Plus d’emplacements, plus de voitures, plus de flexibilité, le déploiement d’offres à grande échelle et la conquête des segments de clientèle nécessitent des capitaux importants. « Quand on a lancé un appel international en 2011, on n’a pas trouvé un opérateur privé prêt à se lancer seul », rappelle Patrick Goldschmidt qui précise que la Ville est très largement majoritaire dans l’opération, détenant 99 pour cent du capital de Carloh (l’opérateur international Cambio garde le dernier pour cent). La problématique de la rentabilité était donc déjà connue. Les entreprises de droit privé que sont Carloh et Flex sont toujours sous perfusion publique. « Il n’est pas recommandé d’atteindre le plus rapidement possible la rentabilité, mais de continuer à mettre l’accent sur la croissance du marché », estime le rapport. « Le bénéfice à long terme pour le Luxembourg en tant que système global de transport est de voir l’autopartage non seulement établi, mais avec un marché développé de manière durable pour que la mobilité partagée au Luxembourg s’intègre naturellement dans le système global. »

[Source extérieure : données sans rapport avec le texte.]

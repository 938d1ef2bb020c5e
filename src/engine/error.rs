use ulid::Ulid;

use crate::model::{Span, Status};

#[derive(Debug, Clone, PartialEq, Eq)]
pub enum EngineError {
    /// `start` is not strictly before `end`.
    InvalidWindow(Span),
    UnknownPatient(Ulid),
    UnknownDoctor(Ulid),
    /// An active appointment already holds part of the requested window.
    Unavailable { conflict: Ulid, span: Span },
    NotFound(Ulid),
    /// Identifier allocation collided with an existing appointment.
    DuplicateId(Ulid),
    AlreadyExists(Ulid),
    InvalidTransition { id: Ulid, from: Status, to: Status },
    LimitExceeded(&'static str),
    WalError(String),
}

impl std::fmt::Display for EngineError {
    fn fmt(&self, f: &mut std::fmt::Formatter<'_>) -> std::fmt::Result {
        match self {
            EngineError::InvalidWindow(span) => {
                write!(f, "invalid window {span}: start must be before end")
            }
            EngineError::UnknownPatient(id) => write!(f, "unknown patient: {id}"),
            EngineError::UnknownDoctor(id) => write!(f, "unknown doctor: {id}"),
            EngineError::Unavailable { conflict, span } => write!(
                f,
                "doctor is not available: conflicts with appointment {conflict} at {span}"
            ),
            EngineError::NotFound(id) => write!(f, "not found: {id}"),
            EngineError::DuplicateId(id) => write!(f, "duplicate appointment id: {id}"),
            EngineError::AlreadyExists(id) => write!(f, "already exists: {id}"),
            EngineError::InvalidTransition { id, from, to } => {
                write!(f, "appointment {id} cannot move from {from} to {to}")
            }
            EngineError::LimitExceeded(msg) => write!(f, "limit exceeded: {msg}"),
            EngineError::WalError(e) => write!(f, "WAL error: {e}"),
        }
    }
}

impl std::error::Error for EngineError {}
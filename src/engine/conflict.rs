use ulid::Ulid;

use crate::model::*;

use super::EngineError;

pub(crate) fn validate_span(span: &Span) -> Result<(), EngineError> {
    use crate::limits::*;
    if !span.is_well_formed() {
        return Err(EngineError::InvalidWindow(*span));
    }
    if span.start < MIN_VALID_TIMESTAMP_MS || span.end > MAX_VALID_TIMESTAMP_MS {
        return Err(EngineError::LimitExceeded("timestamp out of range"));
    }
    if span.duration_ms() > MAX_SPAN_DURATION_MS {
        return Err(EngineError::LimitExceeded("appointment too long"));
    }
    Ok(())
}

pub(crate) fn validate_text(
    value: Option<&str>,
    max_len: usize,
    what: &'static str,
) -> Result<(), EngineError> {
    match value {
        Some(v) if v.len() > max_len => Err(EngineError::LimitExceeded(what)),
        _ => Ok(()),
    }
}

/// Whether any active appointment other than `exclude` overlaps `span`.
pub fn has_conflict(cal: &Calendar, span: &Span, exclude: Option<Ulid>) -> bool {
    cal.active_overlapping(span, exclude).next().is_some()
}

/// Like [`has_conflict`], but names the first conflicting appointment.
pub(crate) fn check_no_conflict(
    cal: &Calendar,
    span: &Span,
    exclude: Option<Ulid>,
) -> Result<(), EngineError> {
    match cal.active_overlapping(span, exclude).next() {
        Some(existing) => Err(EngineError::Unavailable {
            conflict: existing.id,
            span: existing.span,
        }),
        None => Ok(()),
    }
}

Fusion Compte tenu de ces coûts et de la taille du marché, une coopération entre les deux opérateurs d’autopartage est sur toutes les lèvres. Au minimum, la mise en place d’une interface unique pour les systèmes de réservation de Flex et Carloh (éventuellement complétée par des prestataires étrangers) permettrait de créer, du point de vue du client, une offre cohérente et étendue, où tout le monde peut avoir accès aux véhicules des deux opérateurs. Du côté du ministère de la Mobilité, on plaide pour « plus de synergies » et « une intégration » entre les deux dispositifs, non seulement pour faciliter « l’utilisation par les clients » mais aussi « pour la rentabilité du système ». À la Ville de Luxembourg, on se montre plus prudent : « D’un point de vue économique, il serait facile de dire, prenez tout, gérez tout. Mais il faut que la Ville puisse garder un levier sur les questions de mobilité sur son territoire et s’adapter aux demandes des habitants », détaille Patrick Goldschmidt qui ne voudrait pas avoir l’air de se laver les mains de cette épineuse question ou de se « débarrasser du produit ». « Il faut qu’on trouve une solution ensemble et ça prendra un peu de temps, en fonction du développement des réseaux. » L’échevin note encore que l’autopartage tel qu’on le connaît aujourd’hui va sans doute encore évoluer. Avec l’augmentation du prix des véhicules et des carburants, on pourrait voir se développer des services de ce type proposés par les loueurs automobiles traditionnels, voire par les concessionnaires et les garages.